How To Keep Kids in Their Own Beds

How To Keep Kids in Their Own Beds

In this week's installment of "How To Tuesday," we tackle a problem many parents face: keeping children in their own bed at night. Thomas Hobson, a father of two and director of Le Bonheur's Child Life department, shares some helpful tips for you sleep-deprived parents. Here's what he had to say:

When your child is first born, everyone expects not to get any sleep. That just comes with the territory, and you learn to sleep when you can. After a while, something magical happens, and your child begins to sleep through the night. It is definitely something to be celebrated.

As your child grows, you continue to celebrate milestones, like crawling out of his or her crib. It's time for the "big kid" bed. After a little time, something not-so-magical happens: night visitors.

Here's the good news: this is a completely normal behavior for children. You are their world; they now have the ability to move around. Why wouldn't they want to get out of bed? It is easy to feel flattered at first; your child wants to get into your bed and sleep right next to you. Who wouldn't be honored? After you've been woken up lots of times, had a little knee in your back, and not slept well in general, your child's new freedom of movement seems less like a gift and more like a curse. Have no fear, there are things that you can do to help with this behavior.

Keep in mind, it's a behavior: No, your child is not out to make sure that you never have a restful night sleep again. It is simply a new behavior they've developed, and just like any behavior your child should/could/does develop, you have the ability to shape it. Being woken up at 1:37 a.m. every night can wear on you, and after a while, the loving, supportive parent face starts to resemble the agitated, woken hibernating bear face. Your reaction has the opportunity to reinforce the behavior, for good and bad.

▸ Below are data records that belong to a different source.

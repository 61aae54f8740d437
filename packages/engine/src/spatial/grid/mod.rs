//! CellGrid - flat row-major cell storage for the liquid solver
//!
//! Addressing is `x + y * width` with the origin at the bottom-left:
//! `idx - width` is the cell below, `idx + width` the cell above.
//!
//! The phase 1 delta buffer lives next to the cells so both are allocated
//! once and always have matching dimensions.

use crate::domain::cell::{Cell, FlowDelta};

mod indexing;
mod accessors;

#[derive(Clone, Debug)]
pub struct CellGrid {
    width: u32,
    height: u32,
    size: usize,

    pub cells: Vec<Cell>,
    /// Phase 1 output, only meaningful between the two solver phases
    pub(crate) deltas: Vec<FlowDelta>,
}

impl CellGrid {
    /// Empty (all dry air) grid.
    ///
    /// Panics if `width < 2` or `height < 1`: the solver treats the two edge
    /// columns as closed walls and needs at least one real neighbour pair.
    pub fn new(width: u32, height: u32) -> Self {
        if width < 2 || height < 1 {
            log::error!("rejecting {}x{} cell grid", width, height);
        }
        assert!(
            width >= 2 && height >= 1,
            "CellGrid::new: grid must be at least 2x1, got {}x{}",
            width,
            height
        );
        let size = (width as usize) * (height as usize);
        Self {
            width,
            height,
            size,
            cells: vec![Cell::default(); size],
            deltas: vec![FlowDelta::default(); size],
        }
    }

    /// Grid from existing cells in row-major order (bottom row first)
    pub fn from_cells(width: u32, height: u32, cells: Vec<Cell>) -> Self {
        let mut grid = Self::new(width, height);
        assert_eq!(
            cells.len(),
            grid.size,
            "CellGrid::from_cells: {} cells for a {}x{} grid",
            cells.len(),
            width,
            height
        );
        grid.cells = cells;
        grid
    }

    /// Fatal check that every buffer still matches `width * height`
    #[inline]
    pub(crate) fn assert_consistent(&self) {
        assert!(
            self.cells.len() == self.size && self.deltas.len() == self.size,
            "CellGrid: buffer sizes (cells {}, deltas {}) do not match {}x{}",
            self.cells.len(),
            self.deltas.len(),
            self.width,
            self.height
        );
    }
}
use crate::domain::cell::{clamp_liquid, Cell, CellKind, SourceRate};
use crate::domain::color::Color24;

use super::SimulationCore;

pub(super) fn set_cell(sim: &mut SimulationCore, x: i32, y: i32, cell: Cell) -> bool {
    sim.grid.set(x, y, cell)
}

pub(super) fn set_source(sim: &mut SimulationCore, x: i32, y: i32, rate: i16) -> bool {
    set_cell(sim, x, y, Cell::source(SourceRate(rate.max(0))))
}

/// Pour `amount` into an air/water cell. Other kinds refuse unless `replace`,
/// which turns them into water first.
pub(super) fn add_liquid(sim: &mut SimulationCore, x: i32, y: i32, amount: i32, replace: bool) -> bool {
    let Some(cell) = sim.grid.get_mut(x, y) else {
        return false;
    };
    if cell.kind != CellKind::AirOrWater {
        if !replace {
            return false;
        }
        *cell = Cell::air();
    }
    cell.liquid = clamp_liquid((cell.liquid as i32).saturating_add(amount));
    true
}

/// Reset a cell to dry air and drop its light source
pub(super) fn erase(sim: &mut SimulationCore, x: i32, y: i32) -> bool {
    if !sim.grid.set(x, y, Cell::air()) {
        return false;
    }
    sim.light.set_source(x, y, Color24::BLACK);
    true
}

pub(super) fn set_light_source(sim: &mut SimulationCore, x: i32, y: i32, color: Color24) -> bool {
    sim.light.set_source(x, y, color)
}

/// Visit every in-grid cell of the disk `dx² + dy² <= r²`, scanning only the
/// part of its bounding box inside the grid
fn for_each_in_disk(
    sim: &mut SimulationCore,
    cx: i32,
    cy: i32,
    radius: i32,
    mut f: impl FnMut(&mut SimulationCore, i32, i32),
) -> u32 {
    if radius < 0 {
        return 0;
    }
    let (cx, cy, r) = (cx as i64, cy as i64, radius as i64);
    let r2 = r * r;
    let min_x = (cx - r).max(0);
    let max_x = (cx + r).min(sim.grid.width() as i64 - 1);
    let min_y = (cy - r).max(0);
    let max_y = (cy + r).min(sim.grid.height() as i64 - 1);

    let mut visited = 0u32;
    for y in min_y..=max_y {
        for x in min_x..=max_x {
            let (dx, dy) = (x - cx, y - cy);
            if dx * dx + dy * dy > r2 {
                continue;
            }
            // in 0..width / 0..height, so both fit in i32
            f(sim, x as i32, y as i32);
            visited += 1;
        }
    }
    visited
}

/// Stamp `cell` and the light overlay `light` over a disk; returns cells painted
pub(super) fn paint_circle(
    sim: &mut SimulationCore,
    cx: i32,
    cy: i32,
    radius: i32,
    cell: Cell,
    light: Color24,
) -> u32 {
    for_each_in_disk(sim, cx, cy, radius, |sim, x, y| {
        sim.grid.set(x, y, cell);
        sim.light.set_source(x, y, light);
    })
}

/// Pour `amount` into every air/water cell of a disk; returns cells filled
pub(super) fn add_liquid_in_radius(sim: &mut SimulationCore, cx: i32, cy: i32, radius: i32, amount: i32) -> u32 {
    let mut filled = 0u32;
    for_each_in_disk(sim, cx, cy, radius, |sim, x, y| {
        if add_liquid(sim, x, y, amount, false) {
            filled += 1;
        }
    });
    filled
}

pub(super) fn erase_in_radius(sim: &mut SimulationCore, cx: i32, cy: i32, radius: i32) -> u32 {
    for_each_in_disk(sim, cx, cy, radius, |sim, x, y| {
        erase(sim, x, y);
    })
}

pub(super) fn clear(sim: &mut SimulationCore) {
    sim.grid.clear();
    sim.light.clear_sources();
    sim.accumulator.reset();
    sim.frame = 0;
}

It's business time: When your child wakes you up in the middle of the night, make the interaction about meeting a need and nothing more. If they have growing pains and their joints hurt, give them the appropriate medicine and put them back in their own bed. If they're just lonely, pick them up and put them back into their own bed. The trick is to only do what has to be done (i.e. medicine, reassurance), and then put them back into their own bed. When you provide any positive reinforcement (i.e. letting them sleep with you, playing, being the sweet, loving, concerned parent), it tells the child to keep up the behavior. Provide the necessary interaction and nothing more. This step is harder than it sounds.

Find out why it's happening: Asking your child "why" seems like such an obvious step, but often it doesn't happen. Ask your child why they are coming into your room and listen to the answer. If your child says he doesn't like his room, that's a legitimate answer. So, if you got that answer, look at your patterns and behaviors. Does your child only sleep in the room or do they do other things in the room? Is it truly his room or is it your room that you tell them to sleep in? Once you realize the root cause you can begin to change things.

Have a pre-bed game plan: Planning ahead can make all of the difference between a good night's sleep and another exhausted morning, filled with your frustrations. If you see a pattern appear, have a plan for it. For instance, there was a period when my children were "night visitors" because of bad dreams. My wife and I pulled a page from my parent's playbook, and doused our children with "monster repellent" (a.k.a. cheap cologne/perfume). The kids saw it as something physical that reminded them that there were no monsters/bad dreams, and as a result, woke up less in the night.

Don't cheat: Even one night of "weakness" reinforces to your child that sleeping with you is an option. Our actions speak louder than our words, and the one act of letting your child sleep with you can undo lots of previous work. Consistence, consistence, consistence.